ABAP Select For All Entries what is happening in SQL Server
-
Upload
vaibhav-sambare -
Category
Documents
-
view
41 -
download
4
description
Transcript of ABAP Select For All Entries what is happening in SQL Server
ABAP Select For All Entries - what is happening in SQL Server?One of the query types one gets confronted with when running SAP Netweaver based
applications is a special form of Open SQL statement in ABAP which is called ‘For all Entries’
(FAE). Standard ANSI SQL does not contain the command SELECT FOR ALL ENTRIES and
therefore this command can be translated a number of different ways into native database
specific SQL by the Database Dependent Shared Library (DBSL). But even within the port to
one specific DBMS like SQL Server we changed the way how such a FAE statement is
generated several times. Last time we introduced a severe change was when moving from
the 6.40 kernel releases to the 7.00 kernel releases.
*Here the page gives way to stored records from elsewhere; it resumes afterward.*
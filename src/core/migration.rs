//! Migration planner: relief for overloaded and memory-pressured hosts.

use std::cell::RefCell;
use std::collections::BTreeMap;
use std::rc::Rc;

use crate::core::cluster_api::ClusterApi;
use crate::core::cluster_state::ClusterState;
use crate::core::common::{MachineId, PState, Priority, SState, SlaTier, TaskId, Time, VmId};
use crate::core::config::ControllerConfig;
use crate::core::logger::Logger;
use crate::core::power::machine_hosts_strict_tasks;

const SCOPE: &str = "migration";

pub struct MigrationPlanner {
    cluster: Rc<RefCell<dyn ClusterApi>>,
    state: Rc<RefCell<ClusterState>>,
    config: Rc<ControllerConfig>,
    logger: Rc<RefCell<Box<dyn Logger>>>,
    last_migration_at: BTreeMap<VmId, Time>,
}

impl MigrationPlanner {
    pub fn new(
        cluster: Rc<RefCell<dyn ClusterApi>>,
        state: Rc<RefCell<ClusterState>>,
        config: Rc<ControllerConfig>,
        logger: Rc<RefCell<Box<dyn Logger>>>,
    ) -> Self {
        Self {
            cluster,
            state,
            config,
            logger,
            last_migration_at: BTreeMap::new(),
        }
    }

    /// Reacts to a predicted SLA miss. Strict tiers get their priority
    /// forced high and their host forced to P0; if the host is overloaded
    /// the hosting VM is migrated away.
    pub fn on_sla_warning(&mut self, now: Time, task_id: TaskId) {
        let task = self.cluster.borrow().task_info(task_id);
        let task = match task {
            Ok(task) => task,
            Err(e) => {
                self.logger
                    .borrow_mut()
                    .log_debug(now, SCOPE, format!("cannot read task {}: {}", task_id, e));
                return;
            }
        };

        match task.required_sla {
            SlaTier::Sla0 | SlaTier::Sla1 => {
                let set = self.cluster.borrow_mut().set_task_priority(task_id, Priority::High);
                if let Err(e) = set {
                    self.logger
                        .borrow_mut()
                        .log_debug(now, SCOPE, format!("could not raise task {}: {}", task_id, e));
                }
                let (vm, machine) = match self.locate_task(task_id) {
                    Some(found) => found,
                    None => {
                        self.logger
                            .borrow_mut()
                            .log_debug(now, SCOPE, format!("task {} is not hosted anywhere", task_id));
                        return;
                    }
                };
                self.force_p0(now, machine);
                if self.state.borrow().utilization(machine) > self.config.overload_threshold {
                    self.try_migrate(now, vm);
                }
            }
            SlaTier::Sla2 => {
                let priority = self.cluster.borrow().task_priority(task_id);
                if let Ok(Priority::Low) = priority {
                    let set = self.cluster.borrow_mut().set_task_priority(task_id, Priority::Mid);
                    if let Err(e) = set {
                        self.logger
                            .borrow_mut()
                            .log_debug(now, SCOPE, format!("could not raise task {}: {}", task_id, e));
                    }
                }
            }
            SlaTier::Sla3 => {}
        }
    }

    /// Reacts to host memory over-commitment: forces the host to P0 and
    /// tries to migrate its busiest VM away.
    pub fn on_memory_warning(&mut self, now: Time, machine: MachineId) {
        self.logger
            .borrow_mut()
            .log_warn(now, SCOPE, format!("memory pressure on machine {}", machine));

        let mut largest: Option<(VmId, usize)> = None;
        let vms = self.state.borrow().vms();
        for vm in vms {
            if self.state.borrow().is_migrating(vm) {
                continue;
            }
            let info = self.cluster.borrow().vm_info(vm);
            let info = match info {
                Ok(info) => info,
                Err(_) => continue,
            };
            if info.machine_id != Some(machine) {
                continue;
            }
            let load = info.active_tasks.len();
            if largest.map_or(true, |(_, best)| load > best) {
                largest = Some((vm, load));
            }
        }

        self.force_p0(now, machine);
        if let Some((vm, _)) = largest {
            self.try_migrate(now, vm);
        }
    }

    /// Clears the pending record and rebinds the VM. The destination keeps
    /// full core performance if strict-SLA work landed on it.
    pub fn on_migration_complete(&mut self, now: Time, vm: VmId) {
        if self.state.borrow_mut().finish_migration(vm).is_none() {
            self.logger
                .borrow_mut()
                .log_debug(now, SCOPE, format!("unexpected migration completion for vm {}", vm));
        }
        self.last_migration_at.insert(vm, now);

        let info = self.cluster.borrow().vm_info(vm);
        let info = match info {
            Ok(info) => info,
            Err(_) => return,
        };
        let machine = match info.machine_id {
            Some(machine) => machine,
            None => return,
        };
        self.logger
            .borrow_mut()
            .log_debug(now, SCOPE, format!("vm {} now runs on machine {}", vm, machine));

        let strict = {
            let cluster = self.cluster.borrow();
            let state = self.state.borrow();
            machine_hosts_strict_tasks(&*cluster, &state, machine)
        };
        if strict {
            self.force_p0(now, machine);
        }
    }

    fn try_migrate(&mut self, now: Time, vm: VmId) {
        if self.state.borrow().is_migrating(vm) {
            return;
        }
        if let Some(&last) = self.last_migration_at.get(&vm) {
            if now.saturating_sub(last) < self.config.migration_cooldown {
                self.logger
                    .borrow_mut()
                    .log_debug(now, SCOPE, format!("vm {} migrated too recently", vm));
                return;
            }
        }
        let target = match self.find_migration_target(now, vm) {
            Some(target) => target,
            None => {
                self.logger
                    .borrow_mut()
                    .log_debug(now, SCOPE, format!("no migration target for vm {}", vm));
                return;
            }
        };

        self.state.borrow_mut().begin_migration(vm, target);
        let requested = self.cluster.borrow_mut().vm_migrate(vm, target);
        match requested {
            Ok(()) => {
                self.last_migration_at.insert(vm, now);
                self.logger
                    .borrow_mut()
                    .log_info(now, SCOPE, format!("migrating vm {} to machine {}", vm, target));
            }
            Err(e) => {
                self.state.borrow_mut().finish_migration(vm);
                self.logger
                    .borrow_mut()
                    .log_debug(now, SCOPE, format!("could not migrate vm {}: {}", vm, e));
            }
        }
    }

    /// Walks machines in efficiency order and accepts the first one that
    /// matches the VM's CPU, is awake, fits the VM's full footprint and is
    /// not overloaded. Parked machines encountered on the way are asked to
    /// wake up for future use but never chosen for this migration.
    fn find_migration_target(&mut self, now: Time, vm: VmId) -> Option<MachineId> {
        let info = self.cluster.borrow().vm_info(vm);
        let info = match info {
            Ok(info) => info,
            Err(_) => return None,
        };
        let source = match info.machine_id {
            Some(machine) => machine,
            None => return None,
        };

        let mut total_needed = self.config.vm_memory_overhead;
        for task in &info.active_tasks {
            let memory = self.cluster.borrow().task_memory(*task);
            if let Ok(memory) = memory {
                total_needed += memory;
            }
        }

        let machines = self.state.borrow().sorted_by_efficiency();
        for machine in machines {
            if machine == source || self.state.borrow().is_migration_target(machine) {
                continue;
            }
            let candidate = self.cluster.borrow().machine_info(machine);
            let candidate = match candidate {
                Ok(candidate) => candidate,
                Err(_) => continue,
            };
            if candidate.cpu != info.cpu {
                continue;
            }
            if candidate.s_state != SState::S0 {
                if !self.state.borrow().is_waking(machine) {
                    let requested = self.cluster.borrow_mut().machine_set_state(machine, SState::S0);
                    if requested.is_ok() {
                        self.state.borrow_mut().mark_waking(machine);
                        self.logger
                            .borrow_mut()
                            .log_debug(now, SCOPE, format!("waking machine {} for future load", machine));
                    }
                }
                continue;
            }
            if candidate.memory_used + total_needed > candidate.memory_size {
                continue;
            }
            if self.state.borrow().utilization(machine) >= self.config.overload_threshold {
                continue;
            }
            return Some(machine);
        }
        None
    }

    fn locate_task(&self, task: TaskId) -> Option<(VmId, MachineId)> {
        let vms = self.state.borrow().vms();
        for vm in vms {
            let info = self.cluster.borrow().vm_info(vm);
            let info = match info {
                Ok(info) => info,
                Err(_) => continue,
            };
            if !info.active_tasks.contains(&task) {
                continue;
            }
            return info.machine_id.map(|machine| (vm, machine));
        }
        None
    }

    fn force_p0(&mut self, now: Time, machine: MachineId) {
        let info = self.cluster.borrow().machine_info(machine);
        let info = match info {
            Ok(info) => info,
            Err(_) => return,
        };
        if info.p_state == PState::P0 {
            return;
        }
        for core in 0..info.num_cpus {
            let set = self.cluster.borrow_mut().machine_set_core_performance(machine, core, PState::P0);
            if let Err(e) = set {
                self.logger
                    .borrow_mut()
                    .log_debug(now, SCOPE, format!("could not raise machine {}: {}", machine, e));
                break;
            }
        }
    }
}
//! Simulator callbacks as a single serializable event type.

use serde::Serialize;

use crate::core::common::{MachineId, TaskId, VmId};

/// One inbound simulator callback. The dispatcher consumes events in the
/// order they are delivered; there is no queueing inside the controller.
#[derive(Debug, Clone, Serialize)]
pub enum ClusterEvent {
    /// A new task arrived and must be placed or deferred.
    NewTask { task_id: TaskId },
    /// A task finished; derived state must be refreshed.
    TaskCompleted { task_id: TaskId },
    /// Periodic governor tick.
    PeriodicCheck,
    /// A host is over-committed on memory.
    MemoryWarning { machine_id: MachineId },
    /// The simulator predicts an SLA miss for the task.
    SlaWarning { task_id: TaskId },
    /// An asynchronous sleep-state transition finished.
    StateChangeComplete { machine_id: MachineId },
    /// An asynchronous VM migration finished.
    MigrationComplete { vm_id: VmId },
    /// End of the simulation run.
    SimulationComplete,
}
use std::fs;
use std::path::{Path, PathBuf};

use serde::{Deserialize, Serialize};
use statmech_core::errors::ErrorInfo;
use statmech_core::{Boundary, StatmechError};

/// YAML-configurable parameters governing a measurement run.
#[derive(Debug, Clone, PartialEq, Serialize, Deserialize)]
pub struct RunConfig {
    /// Hamiltonian and boundary of every chain's lattice.
    pub lattice: LatticeConfig,
    /// Temperature in units of `J / k_B`.
    #[serde(default = "default_temperature")]
    pub temperature: f64,
    /// Number of recorded sweeps (post burn-in).
    #[serde(default = "default_sweeps")]
    pub sweeps: usize,
    /// Number of initial sweeps discarded before recording.
    #[serde(default)]
    pub burn_in: usize,
    /// Interval, in sweeps, between recorded samples.
    #[serde(default = "default_thinning")]
    pub thinning: usize,
    /// Number of independent chains, each with its own lattice.
    #[serde(default = "default_chains")]
    pub chains: usize,
    /// Master seed and substream policy.
    #[serde(default)]
    pub seed_policy: SeedPolicy,
    /// Output directory configuration.
    #[serde(default)]
    pub output: OutputConfig,
}

fn default_temperature() -> f64 {
    1.0
}

fn default_sweeps() -> usize {
    1_000
}

fn default_thinning() -> usize {
    1
}

fn default_chains() -> usize {
    1
}

impl RunConfig {
    /// Default run parameters on a lattice with the given boundary.
    ///
    /// There is no `Default` impl: the boundary condition is always explicit.
    pub fn for_boundary(boundary: Boundary) -> Self {
        Self {
            lattice: LatticeConfig::new(boundary),
            temperature: default_temperature(),
            sweeps: default_sweeps(),
            burn_in: 0,
            thinning: default_thinning(),
            chains: default_chains(),
            seed_policy: SeedPolicy::default(),
            output: OutputConfig::default(),
        }
    }

    /// Parses and validates a YAML document.
    pub fn from_yaml_str(contents: &str) -> Result<Self, StatmechError> {
        let config: RunConfig = serde_yaml::from_str(contents).map_err(|err| {
            StatmechError::Config(ErrorInfo::new("config-parse", err.to_string()))
        })?;
        config.validate()?;
        Ok(config)
    }

    /// Reads, parses and validates a YAML file.
    pub fn from_yaml_path(path: &Path) -> Result<Self, StatmechError> {
        let contents =
            fs::read_to_string(path).map_err(|err| StatmechError::io("config-read", err, path))?;
        Self::from_yaml_str(&contents).map_err(|err| match err {
            StatmechError::Config(info) => {
                StatmechError::Config(info.with_context("path", path.display()))
            }
            other => other,
        })
    }

    /// Checks the invariants the sampler relies on.
    pub fn validate(&self) -> Result<(), StatmechError> {
        if !(self.temperature.is_finite() && self.temperature > 0.0) {
            return Err(StatmechError::Config(
                ErrorInfo::new("temperature", "temperature must be positive and finite")
                    .with_context("temperature", self.temperature),
            ));
        }
        if self.thinning == 0 {
            return Err(StatmechError::Config(
                ErrorInfo::new("thinning", "thinning interval must be at least 1")
                    .with_hint("use thinning: 1 to record every sweep"),
            ));
        }
        if self.burn_in.checked_add(self.sweeps).is_none() {
            return Err(StatmechError::Config(
                ErrorInfo::new("sweep-count", "burn_in + sweeps overflows the sweep counter")
                    .with_context("burn_in", self.burn_in)
                    .with_context("sweeps", self.sweeps),
            ));
        }
        if self.chains == 0 {
            return Err(StatmechError::Config(ErrorInfo::new(
                "chains",
                "at least one chain is required",
            )));
        }
        if !self.lattice.coupling.is_finite() || !self.lattice.field.is_finite() {
            return Err(StatmechError::Config(
                ErrorInfo::new("hamiltonian", "coupling and field must be finite")
                    .with_context("coupling", self.lattice.coupling)
                    .with_context("field", self.lattice.field),
            ));
        }
        Ok(())
    }
}

/// Lattice parameters shared by all chains.
#[derive(Debug, Clone, PartialEq, Serialize, Deserialize)]
pub struct LatticeConfig {
    /// Boundary condition. Required; never defaulted.
    pub boundary: Boundary,
    /// Coupling constant `J`.
    #[serde(default = "default_coupling")]
    pub coupling: f64,
    /// External field `H`.
    #[serde(default)]
    pub field: f64,
    /// Starting configuration.
    #[serde(default)]
    pub initial: InitialState,
}

fn default_coupling() -> f64 {
    1.0
}

impl LatticeConfig {
    /// Ferromagnetic zero-field lattice with an ordered start.
    pub fn new(boundary: Boundary) -> Self {
        Self {
            boundary,
            coupling: default_coupling(),
            field: 0.0,
            initial: InitialState::default(),
        }
    }
}

/// Initial spin configuration of each chain.
#[derive(Debug, Clone, Copy, PartialEq, Eq, Default, Serialize, Deserialize)]
#[serde(rename_all = "kebab-case")]
pub enum InitialState {
    /// All spins up.
    #[default]
    Ordered,
    /// Independent uniform spins drawn from the chain's initial-state substream.
    Random,
}

/// Deterministic seeding configuration.
#[derive(Debug, Clone, PartialEq, Eq, Serialize, Deserialize)]
pub struct SeedPolicy {
    /// Master seed used for the run.
    #[serde(default = "default_master_seed")]
    pub master_seed: u64,
    /// Optional label recorded in the manifest.
    #[serde(default)]
    pub label: Option<String>,
}

fn default_master_seed() -> u64 {
    0x1517_1D1D_5EED_0001
}

impl Default for SeedPolicy {
    fn default() -> Self {
        Self {
            master_seed: default_master_seed(),
            label: None,
        }
    }
}

/// Output directory layout configuration.
#[derive(Debug, Clone, PartialEq, Serialize, Deserialize)]
pub struct OutputConfig {
    /// Root directory for run artefacts. Nothing is written when unset.
    #[serde(default)]
    pub run_directory: Option<PathBuf>,
    /// Metrics filename relative to `run_directory`.
    #[serde(default = "default_metrics_filename")]
    pub metrics_file: PathBuf,
    /// Manifest filename relative to `run_directory`.
    #[serde(default = "default_manifest_filename")]
    pub manifest_file: PathBuf,
}

fn default_metrics_filename() -> PathBuf {
    PathBuf::from("metrics.csv")
}

fn default_manifest_filename() -> PathBuf {
    PathBuf::from("manifest.json")
}

impl Default for OutputConfig {
    fn default() -> Self {
        Self {
            run_directory: None,
            metrics_file: default_metrics_filename(),
            manifest_file: default_manifest_filename(),
        }
    }
}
How does a FAE statement look in ABAP?
A typical FAE Statement in ABAP would look like:
SELECT (t_fsel_makt) FROM makt
INTO CORRESPONDING FIELDS OF TABLE yanlb
FOR ALL ENTRIES IN obj
WHERE matnr = obj-matnr
AND spras = obj-spras.
Compared to non-FAE statement, the important differences in the FAE statement
are marked. In principle the FAE statement does work pretty simple. Values for parts of the
Where-clause of the statement (in the upper example the matnr and spras columns) are
taken out of an internal table (in this case ‘obj’). This internal table has an arbitrary number
of rows which usually results out of another query against the database. Hence the number
of rows in that internal table and the values are determined at runtime and not foreseeable.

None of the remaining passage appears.